Jean-Claude Piris / Jun 2018

Photo: Shutterstock

 

It is the end of June 2018, just nine months before the date when the UK will leave the EU. The 28-29 June European Council will not progress much towards a reasonable Brexit. Actually, 15 months after having taken the bold decision to start the negotiations without any preparation, while knowing that they are limited to 24 months by the EU Treaty, the British Government is still negotiating internally. A cabinet meeting on 6 July is said to be important in that regard.

According to many « Number 10 » observers, the option which could be defended by the Prime Minister in that meeting is as follows.

The aim of Mrs May seems, at last, to get a reasonable result for the British economy, and thus to avoid not only a no-deal leading to a catastrophic cliff-edge, but also a bad deal which would cut the UK from the EU Single Market (SM).

The issue of the Irish border is now considered by HMG to be a leverage which could help to get that result. After all, it is on that issue that the EU accepted to bend its principles in December 2017. The EU said that, given the major aim not to re-establish borders between Northern Ireland (NI) and the Republic of Ireland, it could accept that NI continue to stay in the EU Customs Union (CU) and to benefit from the SM. This option would permit to avoid controls at the border. This was refused by the UK, for symbolic-political reasons.

According to observers, the UK would now request the EU to extend its offer to the whole of its territory. The UK would accept both to remain in the CU and to commit to a full alignment on the relevant rules of the SM. According to the same observers, this would neither apply to services nor to movement of persons.

It is not clear if the membership of the CU would entail the benefit of the Common Trade Policy, thus excluding a separate trade policy: that would seem logical, and would certainly be the EU’s position, despite some British Ministers being opposed. It is also uncertain if Mrs May’s idea on the SM would include all rules, principles and procedures applicable to the EU member States and thus the automaticity to follow EU law and the role of the EU Court of Justice on interpretation and on settlement of disputes.

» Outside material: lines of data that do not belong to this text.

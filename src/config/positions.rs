use crate::domain::model::Overflow;
use crate::utils::error::{ReceiptError, Result};
use crate::utils::validation::{validate_non_empty_string, validate_range, Validate};
use serde::{Deserialize, Serialize};
use std::collections::BTreeMap;
use std::path::Path;

pub const DEFAULT_FONT_SIZE: f32 = 10.0;
pub const LINE_HEIGHT_FACTOR: f32 = 1.2;

/// Field keys accepted for compatibility with older positions files.
const FIELD_ALIASES: &[(&str, &str)] = &[
    ("received_from", "name"),
    ("student_name", "name"),
    ("contribution_period", "semester"),
    ("authorized_by", "from_name"),
    ("payment_date", "date"),
];

#[derive(Debug, Clone, Copy, PartialEq, Eq, Default, Serialize, Deserialize)]
#[serde(rename_all = "kebab-case")]
pub enum Origin {
    #[default]
    BottomLeft,
    TopLeft,
}

#[derive(Debug, Clone, PartialEq, Serialize, Deserialize)]
pub struct PositionEntry {
    pub x_pct: f32,
    pub y_pct: f32,
    #[serde(default)]
    pub max_width: Option<f32>,
    #[serde(default)]
    pub font_size: Option<f32>,
    #[serde(default)]
    pub overflow: Overflow,
}

#[derive(Debug, Clone, Serialize, Deserialize)]
pub struct PositionsConfig {
    #[serde(default)]
    pub origin: Origin,
    #[serde(default = "default_font_size")]
    pub font_size: f32,
    #[serde(default = "default_required_fields")]
    pub required_fields: Vec<String>,
    pub fields: BTreeMap<String, PositionEntry>,
}

fn default_font_size() -> f32 {
    DEFAULT_FONT_SIZE
}

fn default_required_fields() -> Vec<String> {
    vec!["name".to_string(), "amount".to_string()]
}

pub fn canonical_key(key: &str) -> &str {
    FIELD_ALIASES
        .iter()
        .find(|(alias, _)| *alias == key)
        .map(|(_, canonical)| *canonical)
        .unwrap_or(key)
}

impl PositionsConfig {
    pub fn from_file<P: AsRef<Path>>(path: P) -> Result<Self> {
        let content = std::fs::read_to_string(&path)
            .map_err(|e| ReceiptError::file(path.as_ref().display().to_string(), e.to_string()))?;
        Self::from_json_str(&content)
    }

    /// Parses, folds aliased keys onto their canonical names and validates.
    pub fn from_json_str(content: &str) -> Result<Self> {
        let raw: PositionsConfig = serde_json::from_str(content)
            .map_err(|e| ReceiptError::config(format!("positions config: {}", e)))?;

        let mut fields = BTreeMap::new();
        for (key, entry) in raw.fields {
            let canonical = canonical_key(key.trim().to_lowercase().as_str()).to_string();
            if fields.insert(canonical.clone(), entry).is_some() {
                return Err(ReceiptError::config(format!(
                    "field '{}' is positioned more than once",
                    canonical
                )));
            }
        }

        let required_fields = raw
            .required_fields
            .iter()
            .map(|key| canonical_key(key.trim().to_lowercase().as_str()).to_string())
            .collect();

        let config = Self {
            origin: raw.origin,
            font_size: raw.font_size,
            required_fields,
            fields,
        };
        config.validate()?;
        Ok(config)
    }

    pub fn entry(&self, key: &str) -> Option<&PositionEntry> {
        self.fields.get(canonical_key(key))
    }
}

impl Validate for PositionsConfig {
    fn validate(&self) -> Result<()> {
        validate_range("font_size", self.font_size, 1.0, 200.0)?;

        for (key, entry) in &self.fields {
            validate_non_empty_string("fields", key)?;
            validate_range(&format!("fields.{}.x_pct", key), entry.x_pct, 0.0, 1.0)?;
            validate_range(&format!("fields.{}.y_pct", key), entry.y_pct, 0.0, 1.0)?;
            if let Some(max_width) = entry.max_width {
                if max_width <= 0.0 {
                    return Err(ReceiptError::InvalidConfigValueError {
                        field: format!("fields.{}.max_width", key),
                        value: max_width.to_string(),
                        reason: "Value must be positive".to_string(),
                    });
                }
            }
            if let Some(font_size) = entry.font_size {
                validate_range(&format!("fields.{}.font_size", key), font_size, 1.0, 200.0)?;
            }
        }

        Ok(())
    }
}
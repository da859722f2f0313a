mod common;

use common::{drawn_text, fixture, output_files, TWO_FIELD_LAYOUT};
use receipt_mailer::app;
use receipt_mailer::domain::model::Stage;
use receipt_mailer::ReceiptError;
use tempfile::TempDir;

const STUDENTS: &str = "Name,Email,Amount\nA,a@example.com,25000\nB,b@example.com,5000\n";

#[tokio::test]
async fn test_preview_writes_one_receipt_per_student() {
    let dir = TempDir::new().unwrap();
    let config = fixture(dir.path(), STUDENTS, TWO_FIELD_LAYOUT);

    let summary = app::run(&config).await.unwrap();

    assert_eq!(summary.processed, 2);
    assert_eq!(summary.succeeded, 2);
    assert_eq!(summary.failed(), 0);
    assert_eq!(output_files(&config), vec!["A_Receipt.pdf", "B_Receipt.pdf"]);
    assert_eq!(summary.written.len(), 2);
    assert!(summary.written[0].ends_with("A_Receipt.pdf"));
    assert!(summary.written[1].ends_with("B_Receipt.pdf"));

    let pdf = std::fs::read(dir.path().join("receipts").join("A_Receipt.pdf")).unwrap();
    let text = drawn_text(&pdf);
    assert!(text.contains(&"RECEIPT".to_string()));
    assert!(text.contains(&"A".to_string()));
    assert!(text.contains(&"25,000 RWF".to_string()));
}

#[tokio::test]
async fn test_preview_is_repeatable() {
    let dir = TempDir::new().unwrap();
    let config = fixture(dir.path(), STUDENTS, TWO_FIELD_LAYOUT);
    let receipt = dir.path().join("receipts").join("B_Receipt.pdf");

    app::run(&config).await.unwrap();
    let first = std::fs::read(&receipt).unwrap();
    app::run(&config).await.unwrap();
    let second = std::fs::read(&receipt).unwrap();

    assert_eq!(drawn_text(&first), drawn_text(&second));
}

#[tokio::test]
async fn test_blank_rows_are_skipped() {
    let dir = TempDir::new().unwrap();
    let config = fixture(
        dir.path(),
        "name,email,amount\nA,a@example.com,100\n,,\nB,b@example.com,200\n",
        TWO_FIELD_LAYOUT,
    );

    let summary = app::run(&config).await.unwrap();

    assert_eq!(summary.processed, 2);
    assert_eq!(output_files(&config).len(), 2);
}

#[tokio::test]
async fn test_required_field_without_position_skips_records() {
    let dir = TempDir::new().unwrap();
    let config = fixture(
        dir.path(),
        STUDENTS,
        r#"{"fields": {"name": {"x_pct": 0.1, "y_pct": 0.1}}}"#,
    );

    let summary = app::run(&config).await.unwrap();

    assert_eq!(summary.processed, 2);
    assert_eq!(summary.succeeded, 0);
    assert!(summary.failures.iter().all(|f| f.stage == Stage::Map));
    assert_eq!(summary.failures[1].recipient, "b@example.com");
    assert!(output_files(&config).is_empty());
}

#[tokio::test]
async fn test_missing_required_column_is_setup_error() {
    let dir = TempDir::new().unwrap();
    let config = fixture(dir.path(), "name,amount\nA,100\n", TWO_FIELD_LAYOUT);

    let err = app::run(&config).await.unwrap_err();

    assert!(matches!(err, ReceiptError::FileError { .. }));
    assert!(err.to_string().contains("email"));
}

#[tokio::test]
async fn test_out_of_range_position_is_setup_error() {
    let dir = TempDir::new().unwrap();
    let config = fixture(
        dir.path(),
        STUDENTS,
        r#"{"fields": {"name": {"x_pct": 0.1, "y_pct": 1.2}, "amount": {"x_pct": 0.1, "y_pct": 0.2}}}"#,
    );

    let err = app::run(&config).await.unwrap_err();
    assert!(err.to_string().contains("y_pct"));
}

Some British ministers are clearly opposing that as well.

Mrs May will thus, certainly, have difficulty to rally all her Ministers around these ideas. But the actual question is to know if such a result would be negotiable with the EU.(I already wrote about those ideas in the Financial Times on 16 November 2017).

First, acceptance of an exceptional solution benefiting a small territory, subject to extraordinary circumstances, cannot be understood as accepting a general exception applicable to any State, regardless of their dimension and of the existence or not of extraordinary circumstances.

Second, these ideas show that the British government might hope to retain partial access to the SM with the same benefits as member states, simply by promising to align its domestic law to relevant EU law - perhaps under the control of a tribunal which would not be the EUCJ. This hope is based on a misunderstanding of what the SM is. A third state cannot get partial access to the SM under the same conditions as EU or EEA states without being bound by the same constraints. This is not because of bad will on the EU’s part. The EU has no choice but to protect its major success, which binds together all its members: the homogeneity, credibility and legal security of its SM. The European Council will be united in refusing to put the SM’s credibility in jeopardy.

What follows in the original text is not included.